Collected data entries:
§ §

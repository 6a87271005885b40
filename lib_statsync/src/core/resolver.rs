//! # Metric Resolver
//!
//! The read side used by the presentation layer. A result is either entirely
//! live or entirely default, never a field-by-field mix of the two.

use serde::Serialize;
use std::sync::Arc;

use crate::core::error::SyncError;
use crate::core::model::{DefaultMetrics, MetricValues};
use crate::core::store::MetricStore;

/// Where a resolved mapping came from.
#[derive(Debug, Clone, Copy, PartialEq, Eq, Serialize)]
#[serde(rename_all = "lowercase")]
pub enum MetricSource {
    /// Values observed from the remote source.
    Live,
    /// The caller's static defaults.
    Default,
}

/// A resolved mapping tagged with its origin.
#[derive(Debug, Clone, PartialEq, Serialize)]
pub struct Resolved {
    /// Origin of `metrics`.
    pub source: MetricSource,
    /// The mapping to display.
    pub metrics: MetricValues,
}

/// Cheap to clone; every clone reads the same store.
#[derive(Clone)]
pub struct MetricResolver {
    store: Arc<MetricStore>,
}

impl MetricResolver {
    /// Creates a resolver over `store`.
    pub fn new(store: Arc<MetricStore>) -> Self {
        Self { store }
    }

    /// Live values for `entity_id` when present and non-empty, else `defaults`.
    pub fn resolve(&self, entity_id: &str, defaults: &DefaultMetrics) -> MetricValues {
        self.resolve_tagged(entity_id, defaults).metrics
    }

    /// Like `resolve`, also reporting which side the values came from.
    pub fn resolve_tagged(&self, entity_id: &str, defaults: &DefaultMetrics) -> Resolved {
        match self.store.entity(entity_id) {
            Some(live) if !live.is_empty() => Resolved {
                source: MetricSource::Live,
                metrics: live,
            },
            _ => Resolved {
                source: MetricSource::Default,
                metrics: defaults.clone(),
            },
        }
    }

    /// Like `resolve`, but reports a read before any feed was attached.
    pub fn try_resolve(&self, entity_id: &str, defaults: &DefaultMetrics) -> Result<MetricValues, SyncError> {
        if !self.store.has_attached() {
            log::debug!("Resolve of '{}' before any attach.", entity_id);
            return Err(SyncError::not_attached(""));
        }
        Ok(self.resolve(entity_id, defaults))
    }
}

§ §

Transcribe all the data word for word, as it appears above.

## Expected answer
repository 6a87271005885b40
filename lib_statsync/src/core/resolver.rs
//! # Metric Resolver
//!
//! The read side used by the presentation layer. A result is either entirely
//! live or entirely default, never a field-by-field mix of the two.

use serde::Serialize;
use std::sync::Arc;

use crate::core::error::SyncError;
use crate::core::model::{DefaultMetrics, MetricValues};
use crate::core::store::MetricStore;

/// Where a resolved mapping came from.
#[derive(Debug, Clone, Copy, PartialEq, Eq, Serialize)]
#[serde(rename_all = "lowercase")]
pub enum MetricSource {
    /// Values observed from the remote source.
    Live,
    /// The caller's static defaults.
    Default,
}

/// A resolved mapping tagged with its origin.
#[derive(Debug, Clone, PartialEq, Serialize)]
pub struct Resolved {
    /// Origin of `metrics`.
    pub source: MetricSource,
    /// The mapping to display.
    pub metrics: MetricValues,
}

/// Cheap to clone; every clone reads the same store.
#[derive(Clone)]
pub struct MetricResolver {
    store: Arc<MetricStore>,
}

impl MetricResolver {
    /// Creates a resolver over `store`.
    pub fn new(store: Arc<MetricStore>) -> Self {
        Self { store }
    }

    /// Live values for `entity_id` when present and non-empty, else `defaults`.
    pub fn resolve(&self, entity_id: &str, defaults: &DefaultMetrics) -> MetricValues {
        self.resolve_tagged(entity_id, defaults).metrics
    }

    /// Like `resolve`, also reporting which side the values came from.
    pub fn resolve_tagged(&self, entity_id: &str, defaults: &DefaultMetrics) -> Resolved {
        match self.store.entity(entity_id) {
            Some(live) if !live.is_empty() => Resolved {
                source: MetricSource::Live,
                metrics: live,
            },
            _ => Resolved {
                source: MetricSource::Default,
                metrics: defaults.clone(),
            },
        }
    }

    /// Like `resolve`, but reports a read before any feed was attached.
    pub fn try_resolve(&self, entity_id: &str, defaults: &DefaultMetrics) -> Result<MetricValues, SyncError> {
        if !self.store.has_attached() {
            log::debug!("Resolve of '{}' before any attach.", entity_id);
            return Err(SyncError::not_attached(""));
        }
        Ok(self.resolve(entity_id, defaults))
    }
}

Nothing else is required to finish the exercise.